The future prospects of cell
and gene therapy

Role of Cell and Gene Therapy in Cardiovascular Disease

1. Ischemic Heart Disease

• • Gene Therapy: Gene therapy for ischemic heart disease focuses on promoting angiogenesis, the formation of new blood vessels, to improve blood flow to the heart muscle. Genes encoding for vascular endothelial growth factor (VEGF) and fibroblast growth factor (FGF) are delivered to the heart tissue using viral vectors. Clinical trials have shown that these therapies can enhance perfusion and improve cardiac function in patients with ischemic heart disease​.
  • Cell Therapy: The transplantation of stem cells, such as bone marrow-derived stem cells and cardiac progenitor cells, has been investigated to repair damaged heart tissue. These cells can differentiate into cardiac cells and release paracrine factors that promote tissue repair and reduce scarring. Studies have demonstrated improvements in heart function and reduced infarct size in patients receiving cell therapy​.

2. Heart Failure

• • Gene Therapy: For heart failure, gene therapy aims to enhance cardiac function by modifying the expression of genes involved in calcium handling and contractility. For example, SERCA2a gene therapy, which enhances calcium reuptake in cardiac cells, has shown promise in clinical trials, leading to improved heart function and reduced symptoms in heart failure patients​.
  • Cell Therapy: Mesenchymal stem cells (MSCs) and induced pluripotent stem cells (iPSCs) are being explored for their potential to regenerate damaged myocardium and improve cardiac function. These cells can differentiate into cardiomyocytes and secrete growth factors that support tissue repair. Early-phase clinical trials have reported improvements in left ventricular ejection fraction and quality of life in heart failure patients treated with stem cells​.

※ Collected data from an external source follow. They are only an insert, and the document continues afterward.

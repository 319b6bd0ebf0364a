use std::time::Duration;

use deen_config::Config;
use deen_config::protocol::ProtocolConfig;
use deen_config::search::SearchConfig;
use deen_core::cache::CachedResult;
use deen_core::{ResultCache, clean_search_term};
use deen_types::{
    DictStats, MainMessage, MainState, UiCommand, UiEvent, UpdateStatus, WorkerMessage, WorkerState,
};
use kanal::{AsyncReceiver, AsyncSender};
use tokio::time::Instant;
use tokio_util::sync::CancellationToken;

use crate::navigation::Navigator;
use crate::state::env_id;

/// The request the controller is waiting on while `Searching`
#[derive(Debug, Clone, PartialEq, Eq)]
enum Pending {
    Search(String),
    Random,
}

/// Controller side of the worker protocol.
///
/// Owns the main state machine, the result cache and the navigation
/// history. Worker replies are applied only in the state that expects them.
pub struct MainContext {
    state: MainState,
    search: SearchConfig,
    protocol: ProtocolConfig,
    results: ResultCache,
    navigator: Navigator,
    pending: Option<Pending>,
    deadline: Option<Instant>,
    status_attempts: u32,
    stats: DictStats,
    updating: Option<UpdateStatus>,
    quit_requested: bool,
    to_worker: AsyncSender<MainMessage>,
    to_ui: AsyncSender<UiEvent>,
}

impl MainContext {
    pub fn new(
        config: &Config,
        to_worker: AsyncSender<MainMessage>,
        to_ui: AsyncSender<UiEvent>,
    ) -> Self {
        Self {
            state: MainState::Init,
            search: config.search.clone(),
            protocol: config.protocol.clone(),
            results: ResultCache::new(config.cache_capacity),
            navigator: Navigator::new(),
            pending: None,
            deadline: None,
            status_attempts: 0,
            stats: DictStats::default(),
            updating: None,
            quit_requested: false,
            to_worker,
            to_ui,
        }
    }

    pub fn state(&self) -> MainState {
        self.state
    }

    /// Drive the state machine until quit, cancellation or a closed channel
    pub async fn run(
        mut self,
        from_worker: AsyncReceiver<WorkerMessage>,
        from_ui: AsyncReceiver<UiCommand>,
        cancel: CancellationToken,
    ) -> anyhow::Result<()> {
        self.emit(UiEvent::State(MainState::Init)).await?;
        self.request_status().await?;

        loop {
            tokio::select! {
                _ = cancel.cancelled() => break,
                _ = wait_until(self.deadline) => self.on_deadline().await?,
                msg = from_worker.recv() => match msg {
                    Ok(msg) => self.on_worker_message(msg).await?,
                    Err(_) => {
                        if self.state != MainState::Error {
                            self.fail("Worker channel closed").await?;
                        }
                        break;
                    }
                },
                cmd = from_ui.recv() => match cmd {
                    Ok(cmd) => self.on_command(cmd).await?,
                    Err(_) => break,
                },
            }

            if self.quit_requested && matches!(self.state, MainState::Ready | MainState::Error) {
                break;
            }
        }

        tracing::info!("Controller stopping in state {:?}", self.state);
        let _ = self.to_ui.send(UiEvent::Shutdown).await;
        Ok(())
    }

    async fn on_command(&mut self, cmd: UiCommand) -> anyhow::Result<()> {
        tracing::debug!("Command {:?} in state {:?}", cmd, self.state);
        match cmd {
            // a refused search must not move the location
            UiCommand::Search(_) | UiCommand::Back | UiCommand::Forward
                if self.state == MainState::Searching =>
            {
                tracing::warn!("Navigation ignored, another request is in progress");
                Ok(())
            }
            UiCommand::Search(what) => {
                let term = clean_search_term(&what);
                self.navigator.navigate(&term);
                self.request_search(&term).await
            }
            UiCommand::Back => match self.navigator.back().map(str::to_string) {
                Some(term) => self.request_search(&term).await,
                None => Ok(()),
            },
            UiCommand::Forward => match self.navigator.forward().map(str::to_string) {
                Some(term) => self.request_search(&term).await,
                None => Ok(()),
            },
            UiCommand::Random => self.request_random().await,
            UiCommand::Status => {
                self.to_worker.send(MainMessage::StatusRequest).await?;
                Ok(())
            }
            UiCommand::Quit => {
                // finish an outstanding request first
                self.quit_requested = true;
                Ok(())
            }
        }
    }

    /// Search for a term, answering from the result cache when possible.
    /// Only acts when `Ready`; otherwise the request is logged and dropped.
    pub async fn request_search(&mut self, what: &str) -> anyhow::Result<()> {
        let term = clean_search_term(what);
        match self.state {
            MainState::Ready => {}
            MainState::Searching => {
                tracing::warn!("Search for {term:?} ignored, another request is in progress");
                return Ok(());
            }
            state => {
                tracing::debug!("Search for {term:?} not possible in state {state:?}");
                return Ok(());
            }
        }

        if term.is_empty() {
            return self
                .emit(UiEvent::ShowResults {
                    query: term,
                    pattern: String::new(),
                    matches: Vec::new(),
                    cached: false,
                })
                .await;
        }

        if term.chars().count() < self.search.min_term_chars {
            let reason = format!(
                "Search term must be at least {} characters long",
                self.search.min_term_chars
            );
            return self.emit(UiEvent::Rejected { term, reason }).await;
        }

        if let Some(hit) = self.results.get(&term).cloned() {
            tracing::debug!("Result cache hit for {term:?}");
            return self
                .emit(UiEvent::ShowResults {
                    query: term,
                    pattern: hit.pattern,
                    matches: hit.matches,
                    cached: true,
                })
                .await;
        }

        self.to_worker
            .send(MainMessage::Search { what: term.clone() })
            .await?;
        self.pending = Some(Pending::Search(term));
        self.enter_searching().await
    }

    pub async fn request_random(&mut self) -> anyhow::Result<()> {
        if self.state != MainState::Ready {
            tracing::warn!("Random entry not possible in state {:?}", self.state);
            return Ok(());
        }
        self.to_worker.send(MainMessage::GetRandom).await?;
        self.pending = Some(Pending::Random);
        self.enter_searching().await
    }

    async fn on_worker_message(&mut self, msg: WorkerMessage) -> anyhow::Result<()> {
        match msg {
            WorkerMessage::WorkerStatus {
                state,
                stats,
                error,
            } => self.on_status(state, stats, error).await,
            WorkerMessage::DictProgress { percent } => {
                if matches!(self.state, MainState::Init | MainState::AwaitingDict) {
                    self.emit(UiEvent::DictProgress(percent)).await
                } else {
                    tracing::debug!("Dropping load progress in state {:?}", self.state);
                    Ok(())
                }
            }
            WorkerMessage::DictUpdate { status, stats } => {
                tracing::info!("Dictionary update {:?}", status);
                self.stats = stats;
                self.updating = Some(status);
                self.emit_stats().await
            }
            WorkerMessage::SearchProgress { percent } => {
                if self.state == MainState::Searching {
                    self.emit(UiEvent::SearchProgress(percent)).await
                } else {
                    tracing::debug!("Dropping search progress in state {:?}", self.state);
                    Ok(())
                }
            }
            WorkerMessage::Results {
                query,
                pattern,
                matches,
            } => {
                let expected = matches!(&self.pending, Some(Pending::Search(term)) if *term == query);
                if self.state != MainState::Searching || !expected {
                    tracing::warn!(
                        "Dropping results for {query:?} in state {:?} (pending {:?})",
                        self.state,
                        self.pending
                    );
                    return Ok(());
                }

                self.results.set(
                    query.clone(),
                    CachedResult {
                        pattern: pattern.clone(),
                        matches: matches.clone(),
                    },
                );
                self.emit(UiEvent::ShowResults {
                    query,
                    pattern,
                    matches,
                    cached: false,
                })
                .await?;
                self.finish_request().await
            }
            WorkerMessage::RandomLine { line } => {
                if self.state != MainState::Searching || self.pending != Some(Pending::Random) {
                    tracing::warn!("Dropping random line in state {:?}", self.state);
                    return Ok(());
                }
                self.emit(UiEvent::ShowRandom(line)).await?;
                self.finish_request().await
            }
        }
    }

    async fn on_status(
        &mut self,
        state: WorkerState,
        stats: DictStats,
        error: Option<String>,
    ) -> anyhow::Result<()> {
        if self.state == MainState::Error {
            tracing::debug!("Ignoring worker status {:?} after failure", state);
            return Ok(());
        }

        self.stats = stats;
        self.emit_stats().await?;

        match (self.state, state) {
            (MainState::Init, WorkerState::LoadingDict) => {
                self.deadline = None;
                self.set_state(MainState::AwaitingDict).await
            }
            (MainState::Init | MainState::AwaitingDict, WorkerState::Ready) => {
                self.deadline = None;
                self.set_state(MainState::Ready).await?;
                match self.navigator.current().map(str::to_string) {
                    Some(term) => self.request_search(&term).await,
                    None => Ok(()),
                }
            }
            (MainState::Init | MainState::AwaitingDict, WorkerState::Error) => {
                let reason = error.unwrap_or_else(|| "Failed to load the dictionary".to_string());
                self.fail(&reason).await
            }
            (current, reported) => {
                tracing::debug!("Worker status {:?} while {:?}", reported, current);
                Ok(())
            }
        }
    }

    async fn on_deadline(&mut self) -> anyhow::Result<()> {
        self.deadline = None;
        match self.state {
            MainState::Init if self.status_attempts < self.protocol.status_retries => {
                self.request_status().await
            }
            MainState::Init => {
                let reason = format!(
                    "Worker did not answer {} status requests",
                    self.status_attempts
                );
                self.fail(&reason).await
            }
            MainState::Searching => {
                let reason = match &self.pending {
                    Some(Pending::Search(term)) => format!("Search for {term:?} timed out"),
                    _ => "Request for a random entry timed out".to_string(),
                };
                self.fail(&reason).await
            }
            _ => Ok(()),
        }
    }

    async fn request_status(&mut self) -> anyhow::Result<()> {
        self.status_attempts += 1;
        tracing::debug!("Status request {}", self.status_attempts);
        self.to_worker.send(MainMessage::StatusRequest).await?;
        self.deadline = Some(Instant::now() + Duration::from_millis(self.protocol.status_backoff_ms));
        Ok(())
    }

    async fn enter_searching(&mut self) -> anyhow::Result<()> {
        self.deadline =
            Some(Instant::now() + Duration::from_millis(self.protocol.search_timeout_ms));
        self.set_state(MainState::Searching).await
    }

    async fn finish_request(&mut self) -> anyhow::Result<()> {
        self.pending = None;
        self.deadline = None;
        self.set_state(MainState::Ready).await
    }

    /// Enter the terminal error state
    async fn fail(&mut self, reason: &str) -> anyhow::Result<()> {
        let message = format!("{}: {}", env_id(), reason);
        tracing::error!("{message}");
        self.pending = None;
        self.deadline = None;
        self.set_state(MainState::Error).await?;
        self.emit(UiEvent::Fatal(message)).await
    }

    async fn set_state(&mut self, state: MainState) -> anyhow::Result<()> {
        if self.state == state {
            return Ok(());
        }
        tracing::debug!("State {:?} -> {:?}", self.state, state);
        self.state = state;
        self.emit(UiEvent::State(state)).await
    }

    async fn emit_stats(&self) -> anyhow::Result<()> {
        self.emit(UiEvent::Stats {
            stats: self.stats,
            updating: self.updating,
        })
        .await
    }

    async fn emit(&self, event: UiEvent) -> anyhow::Result<()> {
        self.to_ui.send(event).await?;
        Ok(())
    }
}

async fn wait_until(deadline: Option<Instant>) {
    match deadline {
        Some(deadline) => tokio::time::sleep_until(deadline).await,
        None => std::future::pending().await,
    }
}

/// Controller task: runs a [`MainContext`] over the given channels
pub async fn event_loop(
    config: Config,
    to_worker: AsyncSender<MainMessage>,
    from_worker: AsyncReceiver<WorkerMessage>,
    to_ui: AsyncSender<UiEvent>,
    from_ui: AsyncReceiver<UiCommand>,
    cancel: CancellationToken,
) -> anyhow::Result<()> {
    MainContext::new(&config, to_worker, to_ui)
        .run(from_worker, from_ui, cancel)
        .await
}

3. Peripheral Artery Disease (PAD)

• • Gene Therapy: Gene therapy for PAD aims to promote angiogenesis in the affected limbs to restore blood flow and prevent tissue necrosis. Genes encoding angiogenic factors, such as VEGF, are delivered to the ischemic tissues to stimulate the growth of new blood vessels. Clinical trials have shown that gene therapy can improve walking distance and reduce pain in patients with PAD​.
  • Cell Therapy: Autologous stem cell transplantation, particularly using bone marrow-derived mononuclear cells, is being investigated to enhance angiogenesis and tissue repair in PAD. These cells can home to ischemic areas and promote vascular regeneration, leading to improved limb perfusion and reduced symptoms​.

4. Atherosclerosis

• • Gene Editing: CRISPR-Cas9 gene editing technology is being explored to modify genes involved in lipid metabolism and inflammation, which are key contributors to atherosclerosis. By targeting genes such as PCSK9, which regulates cholesterol levels, gene editing can potentially reduce the risk of plaque formation and progression of atherosclerosis​​
  • Gene Therapy: Delivering genes that encode anti-inflammatory cytokines or enzymes that degrade atherosclerotic plaques is another approach being studied. This strategy aims to reduce plaque burden and stabilize existing plaques, thereby lowering the risk of cardiovascular events​.

5. Inherited Cardiovascular Disorders

• • Gene Therapy: Inherited cardiovascular disorders, such as familial hypercholesterolemia (FH) and hypertrophic cardiomyopathy (HCM), are caused by specific genetic mutations. Gene therapy can be used to correct these mutations or replace the defective genes. For example, delivering functional copies of the LDLR gene can help manage cholesterol levels in FH patients, while targeting sarcomere genes can address the underlying cause of HCM​.
  • RNA Interference (RNAi): RNAi therapies can silence the expression of harmful genes involved in inherited cardiovascular diseases. For instance, small interfering RNA (siRNA) targeting PCSK9 has been developed to lower LDL cholesterol levels in patients with FH, providing a novel therapeutic option.